Gazeteci-Yazar Şafak Altun’un yeni kitabı “Ferrariyi Çalan Fil” kitapçı raflarında yerini aldı. Aynı zamanda CNN Türk’te yayınlanan “Gündem Özel” programının editörü olan Altun, bu kitapta “etkiler”i anlattı. Sosyal psikolojiden siyasete, ekonomiden magazine kadar, insanların “Etki”lerin nasıl etkisi altına girdiğini güncel hayattan örneklerle zenginleştirdi.

'Ferrari'yi Çalan Fil' yazarından müthiş açıklamalar

Şafak Altun kimdir?

1989’da İÜSBF’den mezun oldum. 20 yılı aşkın bir süredir, “Nokta Dergisi, Radikal, TV 8, Dünya, CNBC-e Business” gibi Türk basınının farklı kurumlarında çalışıyorum. İçlerinde “Yolsuzluğun 100 Yıllık Tarihi”, “Doğanın İnovasyonu”, “Başarısızlığa Övgü” ve “Ferrari’yi Satan Fil” isimlerini taşıyan 10’un üzerinde kitabım bulunuyor. Üniversitelerde lisans ve lisansüstü girişimcilik, inovasyon ve kriz yönetimi dersleri veriyorum. Halen CNN Türk’te “Gündem Özel”in editörlüğünü yapıyorum.

'Ferrari'yi Çalan Fil' yazarından müthiş açıklamalar

“Etkiler”in hiç anlatılmamış olması beni teşvik etti

– Son kitabınız “Ferrari’yi Çalan Fil”, ismi gerçekten çok ilginç. Bu adı tercih etmenizin özel bir hikâyesi var mı?

Hem dikkat çekici olması nedeniyle hem de akademisyen arkadaşım Prof. Dr. Uğur Batı’nın da önerisi ve yönlendirmesiyle kitabın adının “Ferrari’yi Çalan Fil” olmasına karar verdik.

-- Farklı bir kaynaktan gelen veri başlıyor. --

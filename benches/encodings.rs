//! Criterion benchmarks for the storage encodings and the snapshot codec.
//!
//! Run with:
//!   cargo bench --bench encodings

use criterion::{criterion_group, criterion_main, BenchmarkId, Criterion, Throughput};

use rdbstore::rio::Rio;
use rdbstore::{Config, Server};

fn bench_hash_encodings(c: &mut Criterion) {
    let mut group = c.benchmark_group("hash_set_field");

    // Below the threshold: packed entry list. Above: hash table.
    for &fields in &[64usize, 2048] {
        group.bench_with_input(BenchmarkId::new("hset", fields), &fields, |b, &fields| {
            b.iter(|| {
                let mut s = Server::new(Config::default());
                for i in 0..fields {
                    s.hset(b"h", format!("field{:05}", i).as_bytes(), b"value").unwrap();
                }
                s
            })
        });
    }
    group.finish();
}

fn bench_zset_insert(c: &mut Criterion) {
    let mut group = c.benchmark_group("zset_insert");
    for &members in &[64usize, 4096] {
        group.bench_with_input(BenchmarkId::new("zadd", members), &members, |b, &members| {
            b.iter(|| {
                let mut s = Server::new(Config::default());
                for i in 0..members {
                    s.zadd(b"z", &[((i % 97) as f64, format!("m{:05}", i).as_bytes())])
                        .unwrap();
                }
                s
            })
        });
    }
    group.finish();
}

fn bench_snapshot_codec(c: &mut Criterion) {
    let mut group = c.benchmark_group("snapshot");

    let mut s = Server::new(Config::default());
    for i in 0..1000 {
        s.set(format!("string:{}", i).as_bytes(), format!("value number {}", i).as_bytes());
        s.hset(b"big-hash", format!("f{}", i).as_bytes(), b"v").unwrap();
        s.zadd(b"big-zset", &[(i as f64, format!("m{}", i).as_bytes())]).unwrap();
    }

    let mut probe = Rio::buffer();
    rdbstore::rdb::save::save_to_rio(&s, &mut probe).unwrap();
    let image = probe.into_buffer().unwrap();
    group.throughput(Throughput::Bytes(image.len() as u64));

    group.bench_function("save_to_buffer", |b| {
        b.iter(|| {
            let mut rio = Rio::buffer();
            rdbstore::rdb::save::save_to_rio(&s, &mut rio).unwrap();
            rio.into_buffer().unwrap()
        })
    });

    group.bench_function("load_from_buffer", |b| {
        b.iter(|| {
            let mut fresh = Server::new(Config::default());
            let mut rio = Rio::from_buffer(rdbstore::Sds::from_bytes(image.as_bytes()));
            rdbstore::rdb::load::load_from_rio(&mut fresh, &mut rio, false).unwrap();
            fresh
        })
    });
    group.finish();
}

criterion_group!(benches, bench_hash_encodings, bench_zset_insert, bench_snapshot_codec);
criterion_main!(benches);
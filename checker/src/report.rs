// report.rs — Validator report: the wire form of one validation run
//
// `spvcheck validate --format json` prints a `ValidationReport`; the pipeline
// reads it back from the validating process. `parse_spirv_val` builds the
// same report from `spirv-val`'s text output.
//
// Preconditions: none.
// Postconditions: report diagnostics keep the run's emission order; `Id`
//   positions are resolved to their defining instruction where known.
// Failure modes: none; unparseable text lines are ignored.
// Side effects: none.

use std::fmt::Write as _;
use std::sync::LazyLock;

use regex::Regex;
use serde::{Deserialize, Serialize};

use crate::diag::{Position, Severity};
use crate::engine::ValidationRun;

#[derive(Debug, Clone, PartialEq, Eq, Serialize, Deserialize)]
pub struct ValidationReport {
    pub ok: bool,
    #[serde(default)]
    pub aborted_at: Option<String>,
    #[serde(default)]
    pub diagnostics: Vec<ReportedDiagnostic>,
}

#[derive(Debug, Clone, PartialEq, Eq, Serialize, Deserialize)]
pub struct ReportedDiagnostic {
    pub severity: Severity,
    #[serde(default)]
    pub code: Option<String>,
    /// Found by a structural pass (or the engine aborting on one).
    #[serde(default)]
    pub structural: bool,
    /// Instruction index, 0 = first instruction after the header.
    #[serde(default)]
    pub instruction: Option<u32>,
    /// Id the finding is about, when it names one.
    #[serde(default)]
    pub id: Option<u32>,
    /// Source-level name of that id (`%main`), when the validator knows it.
    #[serde(default, skip_serializing_if = "Option::is_none")]
    pub name: Option<String>,
    pub message: String,
}

impl ValidationReport {
    pub fn valid() -> Self {
        Self {
            ok: true,
            aborted_at: None,
            diagnostics: Vec::new(),
        }
    }

    pub fn from_run(run: &ValidationRun) -> Self {
        let diagnostics = run
            .diagnostics()
            .iter()
            .map(|d| {
                let id = match d.position() {
                    Position::Id(id) => Some(id),
                    _ => None,
                };
                let instruction = match run.resolve(d.position()) {
                    Position::Instruction(index) => Some(index),
                    _ => None,
                };
                ReportedDiagnostic {
                    severity: d.severity(),
                    code: d.code().map(|c| c.to_string()),
                    structural: d.code().is_some_and(|c| c.is_structural()),
                    instruction,
                    id,
                    name: None,
                    message: d.message().to_string(),
                }
            })
            .collect();
        Self {
            ok: run.overall_ok(),
            aborted_at: run.aborted_at().map(|p| p.to_string()),
            diagnostics,
        }
    }

    /// Human-readable form, one line per diagnostic plus a summary.
    pub fn render_text(&self, path: &str) -> String {
        let mut out = String::new();
        for d in &self.diagnostics {
            let _ = write!(out, "{}: {}", path, d.severity);
            if let Some(code) = &d.code {
                let _ = write!(out, "[{code}]");
            }
            match (d.instruction, d.id) {
                (Some(index), _) => {
                    let _ = write!(out, ": instruction {index}");
                }
                (None, Some(id)) => {
                    let _ = write!(out, ": id %{id}");
                }
                (None, None) => {}
            }
            let _ = writeln!(out, ": {}", d.message);
        }
        if self.ok {
            let _ = writeln!(out, "{path}: module is valid");
        } else {
            let noun = if self.diagnostics.len() == 1 { "diagnostic" } else { "diagnostics" };
            let _ = write!(out, "{path}: {} {noun}", self.diagnostics.len());
            if let Some(pass) = &self.aborted_at {
                let _ = write!(out, "; validation stopped after pass `{pass}`");
            }
            out.push('\n');
        }
        out
    }
}

// ── spirv-val text protocol ────────────────────────────────────────────────

/// `error: line N: message`; the line number is optional.
static MESSAGE_LINE: LazyLock<Regex> = LazyLock::new(|| {
    Regex::new(r"^(?:internal )?(error|warning|info)(?::\s*line\s+(\d+))?:\s*(.*)$")
        .expect("spirv-val message pattern is valid")
});

/// `'7[%name]'` id references inside a message.
static ID_REFERENCE: LazyLock<Regex> =
    LazyLock::new(|| Regex::new(r"'(\d+)\[(%[^\]]+)\]'").expect("id reference pattern is valid"));

/// Build a report from `spirv-val` output.
///
/// `line N` counts instructions from 1; 0 (or no line at all) means the
/// finding has no instruction. The first `'N[%name]'` reference in a message
/// supplies `id` and `name`. Indented follow-up lines (the disassembled
/// instruction) are skipped.
pub fn parse_spirv_val(output: &str) -> ValidationReport {
    let mut diagnostics = Vec::new();
    for line in output.lines() {
        let Some(caps) = MESSAGE_LINE.captures(line) else {
            continue;
        };
        let severity = match &caps[1] {
            "warning" => Severity::Warning,
            "info" => Severity::Info,
            _ => Severity::Error,
        };
        let instruction = caps
            .get(2)
            .and_then(|m| m.as_str().parse::<u32>().ok())
            .and_then(|n| n.checked_sub(1));
        let message = caps[3].trim().to_string();
        let (id, name) = match ID_REFERENCE.captures(&message) {
            Some(r) => (r[1].parse().ok(), Some(r[2].to_string())),
            None => (None, None),
        };
        diagnostics.push(ReportedDiagnostic {
            severity,
            code: None,
            structural: false,
            instruction,
            id,
            name,
            message,
        });
    }
    ValidationReport {
        ok: diagnostics.is_empty(),
        aborted_at: None,
        diagnostics,
    }
}
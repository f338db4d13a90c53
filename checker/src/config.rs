// config.rs — Pipeline configuration: tool paths, protocol, temp dir, timeout
//
// Built from CLI flags (with env fallbacks) and optionally overlaid with the
// LSP client's `initializationOptions`.
//
// Preconditions: none.
// Postconditions: `check_environment` succeeds only if both executables
//   resolve and the temp root (when set) is an existing directory.
// Failure modes: `ConfigError` for missing executables, bad overlays.
// Side effects: `check_environment` and `validator_program` inspect the
//   filesystem and the current executable path.

use std::env;
use std::path::{Path, PathBuf};
use std::time::Duration;

use serde::{Deserialize, Serialize};

pub const DEFAULT_ASSEMBLER: &str = "spirv-as";
pub const DEFAULT_TIMEOUT_MS: u64 = 10_000;

/// How the validating executable is driven and its output read.
#[derive(Debug, Clone, Copy, Default, PartialEq, Eq, Serialize, Deserialize, clap::ValueEnum)]
#[serde(rename_all = "kebab-case")]
pub enum ValidatorProtocol {
    /// `<validator> validate <module> --format json`, a JSON report on stdout.
    #[default]
    Json,
    /// `<validator> <module>`, `spirv-val` text diagnostics.
    SpirvVal,
}

#[derive(Debug, Clone, PartialEq, Eq, Serialize, Deserialize)]
#[serde(default, rename_all = "camelCase")]
pub struct PipelineConfig {
    pub assembler: PathBuf,
    /// `None` runs this executable as the validator.
    pub validator: Option<PathBuf>,
    pub validator_protocol: ValidatorProtocol,
    /// Root for per-request temp directories; system temp when `None`.
    pub temp_dir: Option<PathBuf>,
    pub timeout_ms: u64,
}

impl Default for PipelineConfig {
    fn default() -> Self {
        Self {
            assembler: PathBuf::from(DEFAULT_ASSEMBLER),
            validator: None,
            validator_protocol: ValidatorProtocol::Json,
            temp_dir: None,
            timeout_ms: DEFAULT_TIMEOUT_MS,
        }
    }
}

#[derive(Debug, thiserror::Error)]
pub enum ConfigError {
    #[error("{role} `{}` was not found", program.display())]
    MissingExecutable { role: &'static str, program: PathBuf },
    #[error("cannot locate the running executable: {0}")]
    CurrentExe(#[source] std::io::Error),
    #[error("temporary directory `{}` does not exist", path.display())]
    TempDir { path: PathBuf },
    #[error("invalid configuration: {0}")]
    Invalid(#[from] serde_json::Error),
}

impl PipelineConfig {
    pub fn timeout(&self) -> Duration {
        Duration::from_millis(self.timeout_ms)
    }

    /// The validating executable, defaulting to the running binary.
    pub fn validator_program(&self) -> Result<PathBuf, ConfigError> {
        match &self.validator {
            Some(path) => Ok(path.clone()),
            None => env::current_exe().map_err(ConfigError::CurrentExe),
        }
    }

    /// Overlay the keys present in `options` (camelCase) onto this config.
    pub fn merge_json(&self, options: &serde_json::Value) -> Result<Self, ConfigError> {
        let overlay = match options {
            serde_json::Value::Null => return Ok(self.clone()),
            serde_json::Value::Object(map) => map,
            other => {
                return Err(ConfigError::Invalid(serde::de::Error::custom(format!(
                    "expected an object, found {other}"
                ))))
            }
        };
        let mut merged = serde_json::to_value(self)?;
        if let serde_json::Value::Object(base) = &mut merged {
            for (key, value) in overlay {
                base.insert(key.clone(), value.clone());
            }
        }
        Ok(serde_json::from_value(merged)?)
    }

    /// Fail fast when a tool cannot run at all.
    pub fn check_environment(&self) -> Result<(), ConfigError> {
        if resolve_program(&self.assembler).is_none() {
            return Err(ConfigError::MissingExecutable {
                role: "assembler",
                program: self.assembler.clone(),
            });
        }
        let validator = self.validator_program()?;
        if resolve_program(&validator).is_none() {
            return Err(ConfigError::MissingExecutable {
                role: "validator",
                program: validator,
            });
        }
        if let Some(dir) = &self.temp_dir {
            if !dir.is_dir() {
                return Err(ConfigError::TempDir { path: dir.clone() });
            }
        }
        Ok(())
    }
}

/// Resolve `program` the way process spawning does: paths as given, bare
/// names through `PATH`.
pub fn resolve_program(program: &Path) -> Option<PathBuf> {
    if program.components().count() > 1 || program.is_absolute() {
        return program.is_file().then(|| program.to_path_buf());
    }
    let path = env::var_os("PATH")?;
    env::split_paths(&path)
        .map(|dir| dir.join(program))
        .find(|candidate| candidate.is_file())
}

Uğur hoca kitabın başına da güzel bir öykü yazınca, mevzu tam anlamıyla oturmuş oldu. Bu hikâye, kitapta anlatmak istediğim her şeyi özetliyordu. Etkiler, algılar, safsatalar ve insana dair her şeyin kısa bir özeti bir araya gelmiş oldu. Bir de belki en önemlisi “etkiler”i bir araya getirmiş bir kitabın henüz yazılmamış olması, beni teşvik etti.

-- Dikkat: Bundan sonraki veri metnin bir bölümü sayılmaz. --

impl Check for IdsCheck {
    fn descriptor(&self) -> PassDescriptor {
        builtin_descriptor(PassId::IDS)
    }

    fn run(&self, state: &mut ValidationState<'_>, out: &mut DiagBuffer<'_>) -> Result<(), PassFault> {
        let bound = state.header()?.bound;
        let instructions = state.instructions()?;
        let mut table = IdTable::default();

        for inst in instructions {
            let decoded = match opcode::decode(inst) {
                Ok(decoded) => decoded,
                Err(err) => {
                    out.report(
                        codes::S0200,
                        Position::Instruction(inst.index),
                        format!("{}: {}", inst.mnemonic(), err),
                    );
                    table.decoded.push(None);
                    continue;
                }
            };

            if let Some(result) = decoded.as_ref().and_then(|d| d.result) {
                if result == 0 || result >= bound {
                    out.report(
                        codes::S0202,
                        Position::Instruction(inst.index),
                        format!(
                            "{} defines %{result}, outside the id bound {bound}",
                            inst.mnemonic()
                        ),
                    );
                } else if let Some(previous) = table.definitions.get(&result) {
                    out.report(
                        codes::S0203,
                        Position::Instruction(inst.index),
                        format!(
                            "id %{result} is already defined by instruction {}",
                            previous.index
                        ),
                    );
                } else {
                    table.definitions.insert(
                        result,
                        Definition {
                            index: inst.index,
                            opcode: inst.opcode,
                            result_type: decoded.as_ref().and_then(|d| d.result_type),
                        },
                    );
                }
            }
            table.decoded.push(decoded);
        }

        state.ids = Some(table);
        Ok(())
    }
}

// ── logical_layout ─────────────────────────────────────────────────────────

struct LogicalLayoutCheck;

impl Check for LogicalLayoutCheck {
    fn descriptor(&self) -> PassDescriptor {
        builtin_descriptor(PassId::LOGICAL_LAYOUT)
    }

    fn run(&self, state: &mut ValidationState<'_>, out: &mut DiagBuffer<'_>) -> Result<(), PassFault> {
        let instructions = state.instructions()?;
        let mut current = Section::Capability;
        let mut capabilities = 0usize;
        let mut memory_models = 0usize;

        for inst in instructions {
            match inst.opcode {
                op::CAPABILITY => capabilities += 1,
                op::MEMORY_MODEL => {
                    memory_models += 1;
                    if memory_models > 1 {
                        out.report(
                            codes::V0101,
                            Position::Instruction(inst.index),
                            "module declares more than one OpMemoryModel".into(),
                        );
                    }
                }
                _ => {}
            }

            let Some(section) = inst.info().and_then(|info| info.section) else {
                continue;
            };
            // Function-local variables live inside function bodies.
            if current == Section::Function && inst.opcode == op::VARIABLE {
                continue;
            }
            if section < current {
                out.report(
                    codes::V0100,
                    Position::Instruction(inst.index),
                    format!(
                        "{} belongs in the {} section, which must precede the {} section",
                        inst.mnemonic(),
                        section,
                        current
                    ),
                );
            } else {
                current = section;
            }
        }

        if capabilities == 0 {
            out.report(
                codes::V0102,
                Position::Unknown,
                "module declares no OpCapability".into(),
            );
        }
        if memory_models == 0 {
            out.report(
                codes::V0101,
                Position::Unknown,
                "module has no OpMemoryModel".into(),
            );
        }
        Ok(())
    }
}

// ── id_refs ────────────────────────────────────────────────────────────────

struct IdRefsCheck;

Konu bilimsel çerçevede kalsa sıkıcı olabilirdi

Yazma fikri nasıl doğdu? Kitap yazma sürecinizden bahseder misiniz?

Bir önceki kitabım olan “Başarısızlığa Övgü” üzerine çalışma yaptığım sırada, bu etki (effect)’lerden bazılarıyla karşılaştım. Daha sonra psikiyatrist arkadaşlarımla bu konuları konuşurken konu daha da ilginç bir hâl aldı. Kitap çalışması bambaşka bir içerik ve bakış açısı kazandı. Yaklaşık 2 yıl süren bir inceleme ve araştırmanın ardından kitabın yazım aşamasına geçtim.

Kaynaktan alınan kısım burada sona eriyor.